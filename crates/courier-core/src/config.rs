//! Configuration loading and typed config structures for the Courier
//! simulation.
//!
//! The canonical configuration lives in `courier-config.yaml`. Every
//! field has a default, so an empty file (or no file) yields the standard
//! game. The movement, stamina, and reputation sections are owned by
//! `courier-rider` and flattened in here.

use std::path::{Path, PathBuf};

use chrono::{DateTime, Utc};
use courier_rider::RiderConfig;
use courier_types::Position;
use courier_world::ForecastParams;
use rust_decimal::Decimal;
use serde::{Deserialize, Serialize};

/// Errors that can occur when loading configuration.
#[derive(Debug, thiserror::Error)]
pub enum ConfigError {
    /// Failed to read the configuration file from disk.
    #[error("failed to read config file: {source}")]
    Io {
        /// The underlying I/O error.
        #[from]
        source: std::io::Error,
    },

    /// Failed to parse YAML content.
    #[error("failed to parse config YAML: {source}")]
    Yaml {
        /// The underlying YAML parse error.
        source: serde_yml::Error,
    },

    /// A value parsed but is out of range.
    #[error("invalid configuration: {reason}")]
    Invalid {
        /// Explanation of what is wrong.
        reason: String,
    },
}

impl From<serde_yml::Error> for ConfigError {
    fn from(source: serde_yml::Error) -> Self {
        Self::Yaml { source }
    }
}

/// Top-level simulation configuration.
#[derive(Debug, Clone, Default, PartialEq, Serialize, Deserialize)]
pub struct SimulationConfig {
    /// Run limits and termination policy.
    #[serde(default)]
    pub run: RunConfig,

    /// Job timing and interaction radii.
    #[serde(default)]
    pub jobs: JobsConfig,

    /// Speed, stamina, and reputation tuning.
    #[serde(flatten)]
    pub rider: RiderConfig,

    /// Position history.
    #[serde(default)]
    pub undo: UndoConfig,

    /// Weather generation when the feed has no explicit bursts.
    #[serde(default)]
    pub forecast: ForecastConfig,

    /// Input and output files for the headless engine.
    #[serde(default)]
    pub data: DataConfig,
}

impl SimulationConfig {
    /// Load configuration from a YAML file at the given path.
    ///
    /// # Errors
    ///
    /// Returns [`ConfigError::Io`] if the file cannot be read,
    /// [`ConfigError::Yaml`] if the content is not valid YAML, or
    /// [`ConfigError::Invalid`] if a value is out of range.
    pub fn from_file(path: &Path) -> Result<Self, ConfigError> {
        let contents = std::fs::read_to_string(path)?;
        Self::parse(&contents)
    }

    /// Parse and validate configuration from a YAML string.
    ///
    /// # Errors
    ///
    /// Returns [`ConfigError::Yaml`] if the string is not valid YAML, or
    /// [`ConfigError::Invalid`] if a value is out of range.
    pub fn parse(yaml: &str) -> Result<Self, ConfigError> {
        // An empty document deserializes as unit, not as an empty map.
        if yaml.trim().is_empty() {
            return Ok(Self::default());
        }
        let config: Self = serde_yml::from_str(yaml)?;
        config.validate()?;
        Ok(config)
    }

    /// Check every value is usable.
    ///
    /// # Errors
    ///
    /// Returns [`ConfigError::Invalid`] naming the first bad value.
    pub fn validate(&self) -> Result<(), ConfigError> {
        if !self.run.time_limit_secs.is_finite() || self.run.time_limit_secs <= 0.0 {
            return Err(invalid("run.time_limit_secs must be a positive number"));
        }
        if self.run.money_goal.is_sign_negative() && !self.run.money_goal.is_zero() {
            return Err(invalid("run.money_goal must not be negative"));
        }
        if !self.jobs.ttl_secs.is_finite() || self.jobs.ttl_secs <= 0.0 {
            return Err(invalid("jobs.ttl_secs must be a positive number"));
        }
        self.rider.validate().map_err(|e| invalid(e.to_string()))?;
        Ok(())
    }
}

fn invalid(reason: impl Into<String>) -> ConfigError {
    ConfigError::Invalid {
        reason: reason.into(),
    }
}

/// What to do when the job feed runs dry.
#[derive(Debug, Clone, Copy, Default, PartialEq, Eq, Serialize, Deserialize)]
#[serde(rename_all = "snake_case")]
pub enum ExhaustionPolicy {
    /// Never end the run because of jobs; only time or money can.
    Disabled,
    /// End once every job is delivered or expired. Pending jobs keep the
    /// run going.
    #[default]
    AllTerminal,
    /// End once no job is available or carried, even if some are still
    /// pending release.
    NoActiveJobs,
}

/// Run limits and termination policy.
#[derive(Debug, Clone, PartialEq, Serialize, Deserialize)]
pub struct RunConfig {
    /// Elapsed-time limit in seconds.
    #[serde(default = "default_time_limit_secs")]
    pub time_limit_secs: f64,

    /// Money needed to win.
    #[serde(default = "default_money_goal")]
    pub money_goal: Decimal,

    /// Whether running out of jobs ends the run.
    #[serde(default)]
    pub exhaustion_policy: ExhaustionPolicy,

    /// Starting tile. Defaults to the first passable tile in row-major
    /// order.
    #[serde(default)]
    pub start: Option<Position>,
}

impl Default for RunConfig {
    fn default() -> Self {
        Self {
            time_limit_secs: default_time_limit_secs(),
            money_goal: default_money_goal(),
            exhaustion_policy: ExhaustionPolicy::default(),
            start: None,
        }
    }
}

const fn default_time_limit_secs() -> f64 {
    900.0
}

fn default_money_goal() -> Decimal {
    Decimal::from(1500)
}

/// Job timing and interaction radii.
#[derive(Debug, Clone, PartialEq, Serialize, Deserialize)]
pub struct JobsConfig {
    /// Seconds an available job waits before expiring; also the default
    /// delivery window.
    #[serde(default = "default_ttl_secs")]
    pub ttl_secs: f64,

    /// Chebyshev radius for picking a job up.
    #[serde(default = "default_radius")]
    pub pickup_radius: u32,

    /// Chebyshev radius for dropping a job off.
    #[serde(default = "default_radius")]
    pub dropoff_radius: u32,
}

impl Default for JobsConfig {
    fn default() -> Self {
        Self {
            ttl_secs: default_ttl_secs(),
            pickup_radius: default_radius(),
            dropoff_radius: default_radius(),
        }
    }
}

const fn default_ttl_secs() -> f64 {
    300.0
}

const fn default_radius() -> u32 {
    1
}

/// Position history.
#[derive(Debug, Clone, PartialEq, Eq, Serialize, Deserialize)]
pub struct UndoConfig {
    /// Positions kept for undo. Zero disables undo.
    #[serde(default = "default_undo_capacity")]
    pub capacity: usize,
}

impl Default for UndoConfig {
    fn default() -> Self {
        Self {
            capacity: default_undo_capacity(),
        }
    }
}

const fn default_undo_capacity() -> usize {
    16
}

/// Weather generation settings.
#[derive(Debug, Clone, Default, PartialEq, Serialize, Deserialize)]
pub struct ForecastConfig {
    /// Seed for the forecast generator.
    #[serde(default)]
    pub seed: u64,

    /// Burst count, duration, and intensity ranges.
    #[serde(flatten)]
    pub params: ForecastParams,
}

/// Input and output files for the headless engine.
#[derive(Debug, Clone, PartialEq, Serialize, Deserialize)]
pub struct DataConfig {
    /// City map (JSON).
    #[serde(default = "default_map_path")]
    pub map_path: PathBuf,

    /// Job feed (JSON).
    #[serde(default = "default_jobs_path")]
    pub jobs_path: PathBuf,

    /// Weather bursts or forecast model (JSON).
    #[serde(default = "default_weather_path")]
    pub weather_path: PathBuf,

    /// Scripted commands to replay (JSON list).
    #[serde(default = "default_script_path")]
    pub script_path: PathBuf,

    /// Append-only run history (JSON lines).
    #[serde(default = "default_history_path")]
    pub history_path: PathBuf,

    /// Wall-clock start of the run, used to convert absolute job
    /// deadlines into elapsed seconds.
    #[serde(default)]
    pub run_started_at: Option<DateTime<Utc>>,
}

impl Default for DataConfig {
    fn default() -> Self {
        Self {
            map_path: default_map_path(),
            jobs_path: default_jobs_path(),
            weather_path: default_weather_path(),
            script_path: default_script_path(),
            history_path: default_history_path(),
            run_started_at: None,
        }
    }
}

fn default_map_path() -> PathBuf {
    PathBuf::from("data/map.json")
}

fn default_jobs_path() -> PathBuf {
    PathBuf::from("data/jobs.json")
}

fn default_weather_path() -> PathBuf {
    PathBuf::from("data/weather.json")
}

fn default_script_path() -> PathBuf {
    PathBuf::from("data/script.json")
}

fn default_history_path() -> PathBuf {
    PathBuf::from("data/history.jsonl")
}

:::::

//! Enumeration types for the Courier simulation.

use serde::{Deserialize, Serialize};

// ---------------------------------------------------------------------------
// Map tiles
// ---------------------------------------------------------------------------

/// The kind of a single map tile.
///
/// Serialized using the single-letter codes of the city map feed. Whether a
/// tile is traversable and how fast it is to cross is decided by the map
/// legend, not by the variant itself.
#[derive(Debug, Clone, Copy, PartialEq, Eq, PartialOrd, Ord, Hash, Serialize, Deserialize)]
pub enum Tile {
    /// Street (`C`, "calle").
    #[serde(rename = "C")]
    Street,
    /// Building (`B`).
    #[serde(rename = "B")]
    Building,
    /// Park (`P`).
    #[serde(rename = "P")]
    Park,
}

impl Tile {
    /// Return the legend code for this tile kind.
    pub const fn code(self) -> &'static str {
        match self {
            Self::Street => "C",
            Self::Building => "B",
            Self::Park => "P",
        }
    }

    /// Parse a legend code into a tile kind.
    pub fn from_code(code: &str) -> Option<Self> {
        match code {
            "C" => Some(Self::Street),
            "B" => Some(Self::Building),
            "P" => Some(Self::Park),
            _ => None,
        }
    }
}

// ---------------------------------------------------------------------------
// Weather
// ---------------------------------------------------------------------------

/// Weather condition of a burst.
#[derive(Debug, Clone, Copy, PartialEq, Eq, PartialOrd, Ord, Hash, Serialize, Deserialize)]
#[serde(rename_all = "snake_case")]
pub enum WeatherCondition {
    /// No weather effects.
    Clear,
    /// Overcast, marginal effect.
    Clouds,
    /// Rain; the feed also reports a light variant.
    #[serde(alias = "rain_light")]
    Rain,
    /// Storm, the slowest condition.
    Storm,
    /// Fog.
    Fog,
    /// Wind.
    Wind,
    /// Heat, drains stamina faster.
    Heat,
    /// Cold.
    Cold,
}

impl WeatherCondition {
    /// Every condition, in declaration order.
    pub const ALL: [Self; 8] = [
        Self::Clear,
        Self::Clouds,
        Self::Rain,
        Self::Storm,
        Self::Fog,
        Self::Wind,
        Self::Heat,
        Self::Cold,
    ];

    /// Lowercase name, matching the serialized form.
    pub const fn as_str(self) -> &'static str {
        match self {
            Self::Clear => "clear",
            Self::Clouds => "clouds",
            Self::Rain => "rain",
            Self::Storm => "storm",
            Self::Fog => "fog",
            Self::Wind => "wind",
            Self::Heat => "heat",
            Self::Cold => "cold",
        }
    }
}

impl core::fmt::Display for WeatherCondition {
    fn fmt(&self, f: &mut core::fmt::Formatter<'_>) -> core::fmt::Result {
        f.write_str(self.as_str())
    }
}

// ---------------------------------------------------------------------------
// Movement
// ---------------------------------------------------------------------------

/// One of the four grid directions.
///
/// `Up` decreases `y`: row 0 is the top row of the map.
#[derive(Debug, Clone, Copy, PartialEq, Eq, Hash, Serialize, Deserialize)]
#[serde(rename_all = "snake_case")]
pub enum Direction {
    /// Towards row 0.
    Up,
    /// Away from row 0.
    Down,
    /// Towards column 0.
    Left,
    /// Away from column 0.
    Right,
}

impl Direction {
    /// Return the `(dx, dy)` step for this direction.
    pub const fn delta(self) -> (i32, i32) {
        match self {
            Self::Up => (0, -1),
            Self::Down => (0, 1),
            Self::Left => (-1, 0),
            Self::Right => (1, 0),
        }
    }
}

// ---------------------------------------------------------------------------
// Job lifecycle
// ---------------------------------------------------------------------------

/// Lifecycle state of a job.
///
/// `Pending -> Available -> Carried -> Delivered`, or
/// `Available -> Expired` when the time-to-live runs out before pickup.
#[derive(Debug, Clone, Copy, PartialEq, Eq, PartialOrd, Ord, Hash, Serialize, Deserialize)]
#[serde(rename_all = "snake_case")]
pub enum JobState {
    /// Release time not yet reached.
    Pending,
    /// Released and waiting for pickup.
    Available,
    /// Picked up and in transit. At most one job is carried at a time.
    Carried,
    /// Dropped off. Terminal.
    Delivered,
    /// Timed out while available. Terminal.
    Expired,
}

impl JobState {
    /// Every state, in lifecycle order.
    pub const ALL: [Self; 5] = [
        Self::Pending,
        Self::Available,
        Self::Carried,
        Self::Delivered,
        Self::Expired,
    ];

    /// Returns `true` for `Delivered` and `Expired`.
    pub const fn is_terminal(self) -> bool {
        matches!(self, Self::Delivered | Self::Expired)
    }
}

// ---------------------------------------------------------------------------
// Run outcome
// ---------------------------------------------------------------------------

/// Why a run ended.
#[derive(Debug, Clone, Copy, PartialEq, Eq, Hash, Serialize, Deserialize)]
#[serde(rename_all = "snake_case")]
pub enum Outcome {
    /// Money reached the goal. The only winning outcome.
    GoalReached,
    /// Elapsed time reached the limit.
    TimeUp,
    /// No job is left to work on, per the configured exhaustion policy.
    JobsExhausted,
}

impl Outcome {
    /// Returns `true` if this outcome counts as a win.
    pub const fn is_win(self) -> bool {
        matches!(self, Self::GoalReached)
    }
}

:::::

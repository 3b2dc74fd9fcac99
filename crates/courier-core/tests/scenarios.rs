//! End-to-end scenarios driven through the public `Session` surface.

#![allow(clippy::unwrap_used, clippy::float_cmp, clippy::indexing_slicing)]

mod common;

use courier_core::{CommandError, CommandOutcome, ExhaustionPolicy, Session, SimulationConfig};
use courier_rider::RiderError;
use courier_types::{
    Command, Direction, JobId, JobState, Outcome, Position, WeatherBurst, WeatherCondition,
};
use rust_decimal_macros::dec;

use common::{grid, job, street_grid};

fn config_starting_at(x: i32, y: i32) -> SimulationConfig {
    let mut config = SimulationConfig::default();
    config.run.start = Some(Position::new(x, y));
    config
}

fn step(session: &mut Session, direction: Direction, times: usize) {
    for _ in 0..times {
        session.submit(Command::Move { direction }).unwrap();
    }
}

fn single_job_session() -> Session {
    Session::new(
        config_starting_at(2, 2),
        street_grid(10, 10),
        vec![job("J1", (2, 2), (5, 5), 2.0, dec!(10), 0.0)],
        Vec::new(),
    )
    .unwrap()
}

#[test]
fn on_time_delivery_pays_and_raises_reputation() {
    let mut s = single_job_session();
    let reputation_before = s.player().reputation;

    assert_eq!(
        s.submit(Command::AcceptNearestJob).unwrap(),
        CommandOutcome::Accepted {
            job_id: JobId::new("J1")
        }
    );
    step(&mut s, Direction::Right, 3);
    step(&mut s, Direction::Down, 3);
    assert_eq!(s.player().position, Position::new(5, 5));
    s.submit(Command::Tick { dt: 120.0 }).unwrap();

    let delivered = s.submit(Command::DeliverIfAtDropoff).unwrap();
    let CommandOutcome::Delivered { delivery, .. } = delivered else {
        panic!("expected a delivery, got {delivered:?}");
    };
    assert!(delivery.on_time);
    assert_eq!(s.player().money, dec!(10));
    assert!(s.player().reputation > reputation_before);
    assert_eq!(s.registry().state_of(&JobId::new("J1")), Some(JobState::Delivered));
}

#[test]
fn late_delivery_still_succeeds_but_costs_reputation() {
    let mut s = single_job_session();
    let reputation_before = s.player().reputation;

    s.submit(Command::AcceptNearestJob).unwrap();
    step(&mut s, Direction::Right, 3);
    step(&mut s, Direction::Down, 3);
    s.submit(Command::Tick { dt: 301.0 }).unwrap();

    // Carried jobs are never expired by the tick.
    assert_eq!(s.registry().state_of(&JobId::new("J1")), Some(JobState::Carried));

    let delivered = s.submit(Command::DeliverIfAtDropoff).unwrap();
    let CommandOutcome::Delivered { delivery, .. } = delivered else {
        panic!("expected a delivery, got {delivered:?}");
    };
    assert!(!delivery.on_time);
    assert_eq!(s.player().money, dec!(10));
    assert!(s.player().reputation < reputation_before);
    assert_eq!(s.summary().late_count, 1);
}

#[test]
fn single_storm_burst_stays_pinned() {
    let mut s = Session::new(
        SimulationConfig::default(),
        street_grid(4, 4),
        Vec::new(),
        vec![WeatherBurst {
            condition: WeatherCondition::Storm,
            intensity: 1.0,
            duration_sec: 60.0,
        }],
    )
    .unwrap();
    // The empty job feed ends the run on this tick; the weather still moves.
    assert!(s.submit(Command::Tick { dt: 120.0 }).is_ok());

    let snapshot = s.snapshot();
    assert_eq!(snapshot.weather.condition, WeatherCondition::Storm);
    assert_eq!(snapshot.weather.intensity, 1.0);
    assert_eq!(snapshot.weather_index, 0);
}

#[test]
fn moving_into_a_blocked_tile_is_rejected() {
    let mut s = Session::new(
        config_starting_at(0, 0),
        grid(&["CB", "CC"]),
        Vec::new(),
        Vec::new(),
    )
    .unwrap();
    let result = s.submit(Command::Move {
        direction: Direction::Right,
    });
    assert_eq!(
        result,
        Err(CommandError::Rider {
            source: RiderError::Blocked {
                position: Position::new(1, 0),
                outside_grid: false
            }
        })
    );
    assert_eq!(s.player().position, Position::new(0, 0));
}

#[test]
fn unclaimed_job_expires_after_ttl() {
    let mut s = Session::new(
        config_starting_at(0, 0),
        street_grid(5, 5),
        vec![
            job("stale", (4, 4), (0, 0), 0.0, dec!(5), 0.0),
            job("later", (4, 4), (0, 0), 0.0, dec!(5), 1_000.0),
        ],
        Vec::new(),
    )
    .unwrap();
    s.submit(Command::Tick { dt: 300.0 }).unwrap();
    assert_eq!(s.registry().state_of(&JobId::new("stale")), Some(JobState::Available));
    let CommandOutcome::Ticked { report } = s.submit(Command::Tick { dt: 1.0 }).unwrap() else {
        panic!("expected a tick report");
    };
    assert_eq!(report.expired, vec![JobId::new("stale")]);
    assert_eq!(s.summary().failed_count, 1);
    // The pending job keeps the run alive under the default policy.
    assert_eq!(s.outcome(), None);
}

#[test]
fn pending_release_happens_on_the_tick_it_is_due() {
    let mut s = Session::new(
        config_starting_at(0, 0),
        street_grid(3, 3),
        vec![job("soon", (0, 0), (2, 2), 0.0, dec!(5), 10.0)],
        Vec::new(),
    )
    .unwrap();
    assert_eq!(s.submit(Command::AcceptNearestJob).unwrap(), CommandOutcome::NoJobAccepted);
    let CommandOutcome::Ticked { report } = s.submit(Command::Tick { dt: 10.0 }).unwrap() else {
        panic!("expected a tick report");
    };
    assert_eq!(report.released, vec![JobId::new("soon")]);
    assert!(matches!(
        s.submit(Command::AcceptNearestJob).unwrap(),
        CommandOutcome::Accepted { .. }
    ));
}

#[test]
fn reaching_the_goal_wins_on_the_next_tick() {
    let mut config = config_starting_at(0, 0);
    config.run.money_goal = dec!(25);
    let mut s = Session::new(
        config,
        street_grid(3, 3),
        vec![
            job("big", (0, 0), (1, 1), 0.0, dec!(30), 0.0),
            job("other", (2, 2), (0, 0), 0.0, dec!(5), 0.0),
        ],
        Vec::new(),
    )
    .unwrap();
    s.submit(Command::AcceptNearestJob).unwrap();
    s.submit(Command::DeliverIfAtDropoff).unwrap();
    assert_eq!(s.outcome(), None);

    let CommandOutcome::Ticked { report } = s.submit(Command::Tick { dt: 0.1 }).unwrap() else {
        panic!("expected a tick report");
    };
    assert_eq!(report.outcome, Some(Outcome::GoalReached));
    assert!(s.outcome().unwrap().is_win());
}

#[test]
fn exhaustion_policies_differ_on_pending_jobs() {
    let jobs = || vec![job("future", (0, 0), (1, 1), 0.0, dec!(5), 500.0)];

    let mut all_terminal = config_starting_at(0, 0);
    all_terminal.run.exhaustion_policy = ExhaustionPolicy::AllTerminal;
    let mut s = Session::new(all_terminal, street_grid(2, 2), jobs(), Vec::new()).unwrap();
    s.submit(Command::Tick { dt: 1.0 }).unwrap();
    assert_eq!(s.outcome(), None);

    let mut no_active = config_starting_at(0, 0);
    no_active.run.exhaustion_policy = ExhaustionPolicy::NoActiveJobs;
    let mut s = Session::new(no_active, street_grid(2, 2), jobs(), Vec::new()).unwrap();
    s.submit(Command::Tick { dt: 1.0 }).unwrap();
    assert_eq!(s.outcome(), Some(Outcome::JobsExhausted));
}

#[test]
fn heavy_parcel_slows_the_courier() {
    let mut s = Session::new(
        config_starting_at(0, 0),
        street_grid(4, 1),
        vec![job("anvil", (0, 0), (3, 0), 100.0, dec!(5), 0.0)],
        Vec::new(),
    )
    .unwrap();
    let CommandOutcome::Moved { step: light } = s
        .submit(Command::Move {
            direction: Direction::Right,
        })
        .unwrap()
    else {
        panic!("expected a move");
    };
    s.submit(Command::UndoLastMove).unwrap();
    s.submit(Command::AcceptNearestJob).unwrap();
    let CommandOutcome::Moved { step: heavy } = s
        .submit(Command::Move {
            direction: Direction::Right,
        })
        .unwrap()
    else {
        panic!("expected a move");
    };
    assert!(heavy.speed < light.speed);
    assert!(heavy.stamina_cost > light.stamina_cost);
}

:::::

Exercise goal: Reproduce, character for character, only the lines of the preceding data that start at the line with "Towards row 0." and end at the line with "out before pickup.", both included.

Finished exercise:
    /// Towards row 0.
    Up,
    /// Away from row 0.
    Down,
    /// Towards column 0.
    Left,
    /// Away from column 0.
    Right,
}

impl Direction {
    /// Return the `(dx, dy)` step for this direction.
    pub const fn delta(self) -> (i32, i32) {
        match self {
            Self::Up => (0, -1),
            Self::Down => (0, 1),
            Self::Left => (-1, 0),
            Self::Right => (1, 0),
        }
    }
}

// ---------------------------------------------------------------------------
// Job lifecycle
// ---------------------------------------------------------------------------

/// Lifecycle state of a job.
///
/// `Pending -> Available -> Carried -> Delivered`, or
/// `Available -> Expired` when the time-to-live runs out before pickup.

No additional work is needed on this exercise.